Psychosocial Aspects of Palliative Care Indian Medical PG Question 10: A 55-year-old man with terminal esophageal cancer develops respiratory secretions causing death rattle. Despite positioning and suctioning, the symptom persists. Which medication would be most appropriate and why?
- A. Morphine - reduces respiratory drive and secretions
- B. Hyoscine butylbromide - antimuscarinic action reduces secretions without sedation (Correct Answer)

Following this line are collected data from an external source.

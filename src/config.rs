//! Site configuration.
//!
//! An optional `config.toml` at the content root overrides the stock
//! defaults. Files are sparse: only the keys you want to change need to be
//! present, everything else keeps its default.
//!
//! ```toml
//! [site]
//! title = "Carlos D. Quinones"
//! description = "Personal site of a NYC based software engineer"
//! bio = "Engineering lead. I write music and ride my bike."
//! avatar = "images/profile-photo.png"
//!
//! [[site.links]]
//! label = "GitHub"
//! url = "https://github.com/cquinones100"
//!
//! [blog]
//! posts_dir = "posts"
//! images_dir = "images"
//! url_prefix = "/blog"
//! date_format = "%B %d, %Y"
//!
//! [layout]
//! gallery_titles = ["Binary Objections"]
//!
//! [colors.light]
//! background = "#ffffff"
//! ```
//!
//! Unknown keys are rejected to catch typos early.

use crate::layout::LayoutConfig;
use chrono::format::{Item, StrftimeItems};
use serde::{Deserialize, Serialize};
use std::fs;
use std::path::Path;
use thiserror::Error;

pub const CONFIG_FILE: &str = "config.toml";

#[derive(Error, Debug)]
pub enum ConfigError {
    #[error("IO error: {0}")]
    Io(#[from] std::io::Error),
    #[error("TOML parse error: {0}")]
    Toml(#[from] toml::de::Error),
    #[error("Config validation error: {0}")]
    Validation(String),
}

/// Site configuration loaded from `config.toml`.
#[derive(Debug, Clone, Default, Serialize, Deserialize)]
#[serde(default, deny_unknown_fields)]
pub struct SiteConfig {
    /// Identity shown in the header of every page.
    pub site: SiteInfo,
    /// Where posts and images live, and how post urls look.
    pub blog: BlogConfig,
    /// Fallback layout selection for posts that don't declare one.
    pub layout: LayoutConfig,
    /// Color schemes for light and dark modes.
    pub colors: ColorConfig,
}

impl SiteConfig {
    /// Validate config values are within acceptable ranges.
    pub fn validate(&self) -> Result<(), ConfigError> {
        if self.site.title.trim().is_empty() {
            return Err(ConfigError::Validation("site.title must not be empty".into()));
        }
        if self.blog.posts_dir.trim().is_empty() {
            return Err(ConfigError::Validation(
                "blog.posts_dir must not be empty".into(),
            ));
        }
        if !self.blog.url_prefix.starts_with('/') {
            return Err(ConfigError::Validation(
                "blog.url_prefix must start with '/'".into(),
            ));
        }
        if self.blog.url_prefix.len() > 1 && self.blog.url_prefix.ends_with('/') {
            return Err(ConfigError::Validation(
                "blog.url_prefix must not end with '/'".into(),
            ));
        }
        if StrftimeItems::new(&self.blog.date_format).any(|item| matches!(item, Item::Error)) {
            return Err(ConfigError::Validation(format!(
                "blog.date_format is not a valid strftime pattern: {}",
                self.blog.date_format
            )));
        }
        for link in &self.site.links {
            if link.label.trim().is_empty() || link.url.trim().is_empty() {
                return Err(ConfigError::Validation(
                    "site.links entries need both a label and a url".into(),
                ));
            }
        }
        Ok(())
    }
}

/// `[site]` section.
#[derive(Debug, Clone, Serialize, Deserialize)]
#[serde(default, deny_unknown_fields)]
pub struct SiteInfo {
    pub title: String,
    /// `<meta name="description">` content.
    pub description: String,
    pub author: String,
    /// Short paragraph shown under the title.
    pub bio: String,
    /// Profile photo, relative to the content root. Copied to the output root.
    #[serde(skip_serializing_if = "Option::is_none")]
    pub avatar: Option<String>,
    pub links: Vec<SiteLink>,
}

impl Default for SiteInfo {
    fn default() -> Self {
        Self {
            title: "My Blog".to_string(),
            description: String::new(),
            author: String::new(),
            bio: String::new(),
            avatar: None,
            links: Vec::new(),
        }
    }
}

#[derive(Debug, Clone, PartialEq, Serialize, Deserialize)]
#[serde(deny_unknown_fields)]
pub struct SiteLink {
    pub label: String,
    pub url: String,
}

/// `[blog]` section.
#[derive(Debug, Clone, Serialize, Deserialize)]
#[serde(default, deny_unknown_fields)]
pub struct BlogConfig {
    /// Directory of `*.md` posts, relative to the content root.
    pub posts_dir: String,
    /// Directory of gallery folders, relative to the content root.
    pub images_dir: String,
    /// Route prefix for posts; a post with id `x` routes to `<prefix>/x`.
    pub url_prefix: String,
    /// strftime pattern used to display parsed post dates.
    pub date_format: String,
}

impl Default for BlogConfig {
    fn default() -> Self {
        Self {
            posts_dir: "posts".to_string(),
            images_dir: "images".to_string(),
            url_prefix: "/blog".to_string(),
            date_format: "%B %d, %Y".to_string(),
        }
    }
}

impl BlogConfig {
    /// The route a post id is reachable at.
    pub fn route_for(&self, id: &str) -> String {
        format!("{}/{}", self.url_prefix.trim_end_matches('/'), id)
    }
}

/// Color configuration for light and dark modes.
#[derive(Debug, Clone, Serialize, Deserialize)]
#[serde(default, deny_unknown_fields)]
pub struct ColorConfig {
    pub light: ColorScheme,
    pub dark: ColorScheme,
}

impl Default for ColorConfig {
    fn default() -> Self {
        Self {
            light: ColorScheme::default_light(),
            dark: ColorScheme::default_dark(),
        }
    }
}

#[derive(Debug, Clone, Serialize, Deserialize)]
#[serde(default, deny_unknown_fields)]
pub struct ColorScheme {
    pub background: String,
    pub text: String,
    /// Dates and the bio paragraph.
    pub text_muted: String,
    /// Code block background.
    pub code_background: String,
    pub link: String,
    pub link_hover: String,
}

impl ColorScheme {
    pub fn default_light() -> Self {
        Self {
            background: "#ffffff".to_string(),
            text: "#1a1a1a".to_string(),
            text_muted: "#666666".to_string(),
            code_background: "#f4f4f4".to_string(),
            link: "#0f4c81".to_string(),
            link_hover: "#000000".to_string(),
        }
    }

    pub fn default_dark() -> Self {
        Self {
            background: "#111111".to_string(),
            text: "#eeeeee".to_string(),
            text_muted: "#999999".to_string(),
            code_background: "#222222".to_string(),
            link: "#8ab4f8".to_string(),
            link_hover: "#ffffff".to_string(),
        }
    }
}

impl Default for ColorScheme {
    fn default() -> Self {
        Self::default_light()
    }
}

// =============================================================================
// Config loading, merging, and validation
// =============================================================================

/// The stock default config as a `toml::Value::Table`, the base layer that
/// user overrides are merged onto.
pub fn stock_defaults_value() -> toml::Value {
    toml::Value::try_from(SiteConfig::default()).expect("default config must serialize")
}

/// Recursively merge `overlay` on top of `base`.
///
/// Tables merge key by key; any other overlay value replaces the base value.
pub fn merge_toml(base: toml::Value, overlay: toml::Value) -> toml::Value {
    match (base, overlay) {
        (toml::Value::Table(mut base_table), toml::Value::Table(overlay_table)) => {
            for (key, overlay_val) in overlay_table {
                let merged = match base_table.remove(&key) {
                    Some(base_val) => merge_toml(base_val, overlay_val),
                    None => overlay_val,
                };
                base_table.insert(key, merged);
            }
            toml::Value::Table(base_table)
        }
        (_, overlay) => overlay,
    }
}

/// Read `config.toml` from a directory. `Ok(None)` when there is none.
pub fn load_raw_config(dir: &Path) -> Result<Option<toml::Value>, ConfigError> {
    let config_path = dir.join(CONFIG_FILE);
    if !config_path.exists() {
        return Ok(None);
    }
    let content = fs::read_to_string(&config_path)?;
    let value: toml::Value = toml::from_str(&content)?;
    Ok(Some(value))
}

/// Merge an optional overlay onto a base value, then deserialize and validate.
pub fn resolve_config(
    base: toml::Value,
    overlay: Option<toml::Value>,
) -> Result<SiteConfig, ConfigError> {
    let merged = match overlay {
        Some(ov) => merge_toml(base, ov),
        None => base,
    };
    let config: SiteConfig = merged.try_into()?;
    config.validate()?;
    Ok(config)
}

/// Load the site config for a content root.
pub fn load_config(root: &Path) -> Result<SiteConfig, ConfigError> {
    resolve_config(stock_defaults_value(), load_raw_config(root)?)
}

/// A fully commented stock `config.toml`, printed by `gen-config`.
pub fn stock_config_toml() -> &'static str {
    r##"# folio configuration
# ===================
# All settings are optional. Values shown are the defaults.
# Unknown keys cause an error.

# ---------------------------------------------------------------------------
# Site identity (header of every page)
# ---------------------------------------------------------------------------
[site]
title = "My Blog"
description = ""
author = ""
# Short paragraph shown under the title.
bio = ""
# Profile photo relative to the content root, copied to the output root.
# avatar = "images/profile-photo.png"

# External links shown in the header, in order.
links = []
# [[site.links]]
# label = "GitHub"
# url = "https://github.com/you"

# ---------------------------------------------------------------------------
# Posts
# ---------------------------------------------------------------------------
[blog]
# Markdown posts with +++ TOML front matter.
posts_dir = "posts"
# Gallery image folders, one per gallery post (named after the post id
# unless the post sets `gallery = "..."`).
images_dir = "images"
# Posts route to <url_prefix>/<id>.
url_prefix = "/blog"
# strftime pattern for dates on post pages. Dates that can't be parsed are
# shown exactly as written.
date_format = "%B %d, %Y"

# ---------------------------------------------------------------------------
# Layout selection
# ---------------------------------------------------------------------------
[layout]
# Posts without `layout = "..."` in their front matter use the gallery
# layout when their title is exactly one of these.
gallery_titles = ["Binary Objections"]

# ---------------------------------------------------------------------------
# Colors - Light mode (prefers-color-scheme: light)
# ---------------------------------------------------------------------------
[colors.light]
background = "#ffffff"
text = "#1a1a1a"
text_muted = "#666666"    # Dates, bio
code_background = "#f4f4f4"
link = "#0f4c81"
link_hover = "#000000"

# ---------------------------------------------------------------------------
# Colors - Dark mode (prefers-color-scheme: dark)
# ---------------------------------------------------------------------------
[colors.dark]
background = "#111111"
text = "#eeeeee"
text_muted = "#999999"
code_background = "#222222"
link = "#8ab4f8"
link_hover = "#ffffff"
"##
}

/// Generate CSS custom properties from color config.
pub fn generate_color_css(colors: &ColorConfig) -> String {
    format!(
        r#":root {{
{light}
}}

@media (prefers-color-scheme: dark) {{
    :root {{
{dark}
    }}
}}"#,
        light = color_properties(&colors.light, "    "),
        dark = color_properties(&colors.dark, "        "),
    )
}

fn color_properties(scheme: &ColorScheme, indent: &str) -> String {
    [
        ("--color-bg", &scheme.background),
        ("--color-text", &scheme.text),
        ("--color-text-muted", &scheme.text_muted),
        ("--color-code-bg", &scheme.code_background),
        ("--color-link", &scheme.link),
        ("--color-link-hover", &scheme.link_hover),
    ]
    .iter()
    .map(|(name, value)| format!("{indent}{name}: {value};"))
    .collect::<Vec<_>>()
    .join("\n")
}
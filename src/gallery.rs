//! Gallery image discovery.
//!
//! A gallery post shows every image in its folder under `images_dir`:
//!
//! ```text
//! images/binary-objections/
//! ├── 001-stairs.png      # shown first
//! ├── 002-window.png
//! ├── 010-roof.png        # gaps in numbering are fine
//! └── sketch.png          # unnumbered images follow, by filename
//! ```
//!
//! Only image headers are read, to record dimensions for the `<img>` tags.
//! Files are copied to the output untouched.

use crate::naming::parse_entry_name;
use crate::types::GalleryImage;
use std::path::{Path, PathBuf};
use thiserror::Error;
use walkdir::WalkDir;

const IMAGE_EXTENSIONS: &[&str] = &["jpg", "jpeg", "png", "webp"];

#[derive(Error, Debug)]
pub enum GalleryError {
    #[error("gallery directory not found: {0}")]
    MissingDir(PathBuf),
    #[error("cannot list {path}: {source}")]
    Walk {
        path: PathBuf,
        source: walkdir::Error,
    },
    #[error("cannot read image {path}: {source}")]
    Image {
        path: PathBuf,
        source: image::ImageError,
    },
}

pub fn is_image(path: &Path) -> bool {
    path.extension()
        .map(|e| e.to_string_lossy().to_lowercase())
        .is_some_and(|ext| IMAGE_EXTENSIONS.contains(&ext.as_str()))
}

/// List the images directly inside `dir`, in display order.
///
/// `root` is the content root; recorded source paths are relative to it.
pub fn collect_images(dir: &Path, root: &Path) -> Result<Vec<GalleryImage>, GalleryError> {
    if !dir.is_dir() {
        return Err(GalleryError::MissingDir(dir.to_path_buf()));
    }
    let mut found = Vec::new();
    for entry in WalkDir::new(dir).min_depth(1).max_depth(1) {
        let entry = entry.map_err(|source| GalleryError::Walk {
            path: dir.to_path_buf(),
            source,
        })?;
        let path = entry.path();
        let filename = entry.file_name().to_string_lossy().to_string();
        if filename.starts_with('.') || !entry.file_type().is_file() || !is_image(path) {
            continue;
        }
        found.push((sort_key(&filename), filename, path.to_path_buf()));
    }
    found.sort();

    found
        .into_iter()
        .map(|(_, filename, path)| {
            let (width, height) =
                image::image_dimensions(&path).map_err(|source| GalleryError::Image {
                    path: path.clone(),
                    source,
                })?;
            let source_path = path
                .strip_prefix(root)
                .unwrap_or(&path)
                .to_string_lossy()
                .replace('\\', "/");
            Ok(GalleryImage {
                filename,
                source_path,
                width,
                height,
            })
        })
        .collect()
}

/// Numbered images first in numeric order, then the rest.
fn sort_key(filename: &str) -> u32 {
    let stem = Path::new(filename)
        .file_stem()
        .map(|s| s.to_string_lossy().to_string())
        .unwrap_or_default();
    parse_entry_name(&stem).number.unwrap_or(u32::MAX)
}
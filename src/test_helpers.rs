//! Shared test utilities.
//!
//! ```rust
//! use crate::test_helpers::*;
//!
//! let tmp = setup_fixtures();
//! let manifest = scan(tmp.path()).unwrap();
//!
//! let post = find_post(&manifest, "happy-new-year");
//! assert_eq!(post.metadata.name, "Happy New Year");
//! ```

use std::fs;
use std::path::Path;
use tempfile::TempDir;

use crate::layout::LayoutKind;
use crate::scan::Manifest;
use crate::types::{Entry, EntryMetadata, RenderUnit};

// =========================================================================
// Fixture setup
// =========================================================================

/// Copy `fixtures/content/` to a temp directory and return it.
pub fn setup_fixtures() -> TempDir {
    let tmp = TempDir::new().unwrap();
    let fixtures = Path::new(env!("CARGO_MANIFEST_DIR")).join("fixtures/content");
    copy_dir_recursive(&fixtures, tmp.path()).unwrap();
    tmp
}

fn copy_dir_recursive(src: &Path, dst: &Path) -> std::io::Result<()> {
    for entry in fs::read_dir(src)? {
        let entry = entry?;
        let src_path = entry.path();
        let dst_path = dst.join(entry.file_name());

        if src_path.is_dir() {
            fs::create_dir_all(&dst_path)?;
            copy_dir_recursive(&src_path, &dst_path)?;
        } else {
            fs::copy(&src_path, &dst_path)?;
        }
    }
    Ok(())
}

/// Write `<root>/posts/<filename>` with the given front matter and body.
pub fn write_post(root: &Path, filename: &str, frontmatter: &str, body: &str) {
    let dir = root.join("posts");
    fs::create_dir_all(&dir).unwrap();
    fs::write(dir.join(filename), format!("+++\n{frontmatter}\n+++\n\n{body}")).unwrap();
}

/// Write a solid-color PNG of the given size, creating parent directories.
pub fn write_png(path: &Path, width: u32, height: u32) {
    if let Some(parent) = path.parent() {
        fs::create_dir_all(parent).unwrap();
    }
    image::RgbImage::from_pixel(width, height, image::Rgb([200, 200, 200]))
        .save(path)
        .unwrap();
}

// =========================================================================
// Entry builders
// =========================================================================

/// A default-layout entry whose url is `/blog/<id>`.
pub fn sample_entry(id: &str, name: &str, date: &str) -> Entry {
    Entry {
        id: id.to_string(),
        metadata: EntryMetadata {
            name: name.to_string(),
            date: date.to_string(),
            url: format!("/blog/{id}"),
        },
        layout: LayoutKind::Default,
        body: RenderUnit {
            source_path: format!("posts/{id}.md"),
            markdown: format!("Body of {name}."),
        },
        gallery: vec![],
    }
}

// =========================================================================
// Manifest lookups (panic with a clear message on miss)
// =========================================================================

/// Find a post by id. Panics if not found.
pub fn find_post<'a>(manifest: &'a Manifest, id: &str) -> &'a Entry {
    manifest
        .posts
        .iter()
        .find(|p| p.id == id)
        .unwrap_or_else(|| {
            let ids = post_ids(manifest);
            panic!("post '{id}' not found. Available: {ids:?}")
        })
}

/// All post ids in manifest order.
pub fn post_ids(manifest: &Manifest) -> Vec<&str> {
    manifest.posts.iter().map(|p| p.id.as_str()).collect()
}
//! HTML rendering.
//!
//! All markup is built with [maud](https://maud.lambda.xyz/): templates are
//! plain Rust, interpolation is escaped by default, and only the markdown
//! body goes in unescaped.
//!
//! ## Pages
//!
//! - **Index**: site header followed by every post, newest first
//! - **Article** ([`LayoutKind::Default`]): header, title, formatted date, body
//! - **Gallery** ([`LayoutKind::Gallery`]): the post's images only, on a
//!   white, margin-free page
//! - **Not found**: shown for any route that doesn't resolve
//! - **Redirect**: sends an id route to a post's canonical url
//!
//! [`render_route`] is the single entry point for a navigation path. Unknown
//! post ids are turned into the not-found page here and never surface as
//! errors.

use crate::config::{self, SiteConfig};
use crate::layout::LayoutKind;
use crate::registry::Site;
use crate::route::Route;
use crate::types::Entry;
use maud::{DOCTYPE, Markup, PreEscaped, html};
use pulldown_cmark::{Options, Parser, html as md_html};

const CSS_STATIC: &str = include_str!("../static/style.css");

/// Whether a route resolved to real content.
#[derive(Debug, Clone, Copy, PartialEq, Eq)]
pub enum PageStatus {
    Found,
    NotFound,
}

#[derive(Debug, Clone)]
pub struct RenderedPage {
    pub status: PageStatus,
    pub html: Markup,
}

impl RenderedPage {
    fn found(html: Markup) -> Self {
        Self {
            status: PageStatus::Found,
            html,
        }
    }

    fn not_found(html: Markup) -> Self {
        Self {
            status: PageStatus::NotFound,
            html,
        }
    }
}

/// Full stylesheet: color variables from config, then the static rules.
pub fn stylesheet(config: &SiteConfig) -> String {
    format!("{}\n\n{}", config::generate_color_css(&config.colors), CSS_STATIC)
}

/// Render whatever lives at a navigation path.
///
/// A post's canonical url wins over another post's id route, the same way
/// the generated site lays out its files.
pub fn render_route(site: &Site, path: &str) -> RenderedPage {
    let route = Route::parse(path, &site.config.blog.url_prefix);
    if route == Route::Home {
        return RenderedPage::found(render_index(site));
    }
    if let Ok(entry) = site.registry.resolve_url(path) {
        return RenderedPage::found(render_entry(site, entry));
    }
    match route {
        Route::Post(id) => render_post(site, &id),
        Route::Home | Route::Unknown(_) => {
            RenderedPage::not_found(render_not_found(site, Some(path)))
        }
    }
}

/// Render a post by id, or the not-found page if there is no such post.
pub fn render_post(site: &Site, id: &str) -> RenderedPage {
    match site.registry.resolve(id) {
        Ok(entry) => RenderedPage::found(render_entry(site, entry)),
        Err(_) => {
            let path = site.config.blog.route_for(id);
            RenderedPage::not_found(render_not_found(site, Some(&path)))
        }
    }
}

/// Render a resolved post with its declared layout.
pub fn render_entry(site: &Site, entry: &Entry) -> Markup {
    match entry.layout {
        LayoutKind::Default => render_article(site, entry),
        LayoutKind::Gallery => render_gallery(site, entry),
    }
}

/// Convert a markdown body to HTML.
pub fn markdown_to_html(markdown: &str) -> String {
    let mut options = Options::empty();
    options.insert(Options::ENABLE_TABLES);
    options.insert(Options::ENABLE_STRIKETHROUGH);
    options.insert(Options::ENABLE_FOOTNOTES);
    let parser = Parser::new_ext(markdown, options);
    let mut body_html = String::new();
    md_html::push_html(&mut body_html, parser);
    body_html
}

// ============================================================================
// HTML Components
// ============================================================================

fn base_document(
    config: &SiteConfig,
    title: &str,
    body_class: Option<&str>,
    content: Markup,
) -> Markup {
    let description = Some(config.site.description.as_str()).filter(|d| !d.is_empty());
    let author = Some(config.site.author.as_str()).filter(|a| !a.is_empty());
    html! {
        (DOCTYPE)
        html lang="en" {
            head {
                meta charset="UTF-8";
                meta name="viewport" content="width=device-width, initial-scale=1.0";
                @if let Some(description) = description {
                    meta name="description" content=(description);
                }
                @if let Some(author) = author {
                    meta name="author" content=(author);
                }
                title { (title) }
                style { (PreEscaped(stylesheet(config))) }
            }
            body class=[body_class] {
                (content)
            }
        }
    }
}

/// Title, avatar, bio and external links.
pub fn site_header(config: &SiteConfig) -> Markup {
    let site = &config.site;
    html! {
        header.site-header {
            @if let Some(avatar) = &site.avatar {
                div {
                    img.avatar src={ "/" (avatar_filename(avatar)) } alt=(site.title);
                }
            }
            div {
                h1 { a href="/" { (site.title) } }
                @if !site.bio.is_empty() {
                    p.site-bio { (site.bio) }
                }
                @if !site.links.is_empty() {
                    nav.site-links {
                        @for link in &site.links {
                            a href=(link.url) { (link.label) }
                        }
                    }
                }
            }
        }
    }
}

/// The avatar is copied to the output root under its own filename.
pub fn avatar_filename(avatar: &str) -> &str {
    avatar.rsplit(['/', '\\']).next().unwrap_or(avatar)
}

// ============================================================================
// Page Renderers
// ============================================================================

/// Listing page with every post, newest first.
pub fn render_index(site: &Site) -> Markup {
    let content = html! {
        (site_header(&site.config))
        main.index-page {
            @for metadata in site.registry.list_all() {
                div.post-item {
                    h2 { a href=(metadata.url) { (metadata.name) } }
                    p.post-date { (metadata.date) }
                }
            }
        }
    };
    base_document(&site.config, &site.config.site.title, None, content)
}

fn render_article(site: &Site, entry: &Entry) -> Markup {
    let date = entry.date().formatted(&site.config.blog.date_format);
    let body_html = markdown_to_html(&entry.body.markdown);

    let content = html! {
        (site_header(&site.config))
        main.post-page {
            article {
                h2 { (entry.metadata.name) }
                h3.post-date { (date) }
                div.post-content {
                    (PreEscaped(body_html))
                }
            }
        }
    };
    base_document(&site.config, &entry.metadata.name, None, content)
}

fn render_gallery(site: &Site, entry: &Entry) -> Markup {
    let content = html! {
        main.gallery {
            @for (idx, image) in entry.gallery.iter().enumerate() {
                img.gallery-image
                    src=(asset_url(&entry.metadata.url, &image.filename))
                    alt={ (entry.metadata.name) " " (idx + 1) }
                    width=(image.width)
                    height=(image.height)
                    loading=[(idx > 0).then_some("lazy")];
            }
        }
    };
    base_document(
        &site.config,
        &entry.metadata.name,
        Some("gallery-view"),
        content,
    )
}

/// Absolute url of a file written next to the page at `page_url`.
fn asset_url(page_url: &str, filename: &str) -> String {
    let dir = if page_url.ends_with(".html") {
        page_url.rsplit_once('/').map(|(dir, _)| dir).unwrap_or_default()
    } else {
        page_url.trim_end_matches('/')
    };
    format!("{dir}/{filename}")
}

/// Not-found view. `path` is the address that failed, when known.
pub fn render_not_found(site: &Site, path: Option<&str>) -> Markup {
    let content = html! {
        (site_header(&site.config))
        main.not-found-page {
            h2 { "Post not found" }
            @if let Some(path) = path {
                p { "There is nothing at " code { (path) } "." }
            }
            p { a href="/" { "Back to all posts" } }
        }
    };
    base_document(&site.config, "Not found", None, content)
}

/// A page that forwards to `target`.
pub fn render_redirect(target: &str) -> Markup {
    let refresh = format!("0; url={target}");
    html! {
        (DOCTYPE)
        html lang="en" {
            head {
                meta charset="UTF-8";
                meta http-equiv="refresh" content=(refresh);
                link rel="canonical" href=(target);
                title { "Redirecting" }
            }
            body {
                p { "This post has moved to " a href=(target) { (target) } "." }
            }
        }
    }
}
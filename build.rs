fn main() {
    // Re-run if git HEAD changes (new commits, checkouts, etc.)
    println!("cargo:rerun-if-changed=.git/HEAD");
    println!("cargo:rerun-if-changed=.git/refs/");

    let hash = std::process::Command::new("git")
        .args(["rev-parse", "--short", "HEAD"])
        .output()
        .ok()
        .filter(|o| o.status.success())
        .map(|o| String::from_utf8_lossy(&o.stdout).trim().to_string())
        .unwrap_or_default();

    let on_tag = std::process::Command::new("git")
        .args(["describe", "--exact-match", "--tags", "HEAD"])
        .output()
        .ok()
        .is_some_and(|o| o.status.success());

    println!("cargo:rustc-env=GIT_HASH={hash}");
    println!("cargo:rustc-env=ON_RELEASE_TAG={on_tag}");
}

- C. Midazolam - sedates patient reducing awareness of secretions
- D. Furosemide - reduces fluid overload causing secretions
Psychosocial Aspects of Palliative Care Explanation: Hyoscine butylbromide - antimuscarinic action reduces secretions without sedation
- **Hyoscine butylbromide** is the preferred medication for the **death rattle** because its **antimuscarinic properties** effectively dry up salivary and bronchial secretions.
- Unlike hyoscine hydrobromide, it does not cross the **blood-brain barrier**, meaning it reduces secretions with minimal risk of **sedation** or **delirium**.
*Morphine - reduces respiratory drive and secretions*
- While **morphine** is excellent for managing **dyspnea** and pain at the end of life, it does not possess **antisecretory** properties to manage a death rattle [1].
- Overuse of opioids for secretions can lead to unnecessary **respiratory depression** or decreased level of consciousness without fixing the noisy breathing.
*Midazolam - sedates patient reducing awareness of secretions*
- **Midazolam** is a benzodiazepine used for **terminal agitation** or anxiety but does not affect the production of **respiratory secretions**.
- Although it might reduce patient awareness, it does not address the **audible noise** which is often distressing for the family members observing the patient [2].
*Furosemide - reduces fluid overload causing secretions*
- **Furosemide** is indicated for **pulmonary edema** caused by congestive heart failure, not for the terminal accumulation of oropharyngeal secretions.
- Using diuretics in a terminal patient with a death rattle is generally **ineffective** as the noise is caused by pooled saliva rather than **systemic fluid overload**.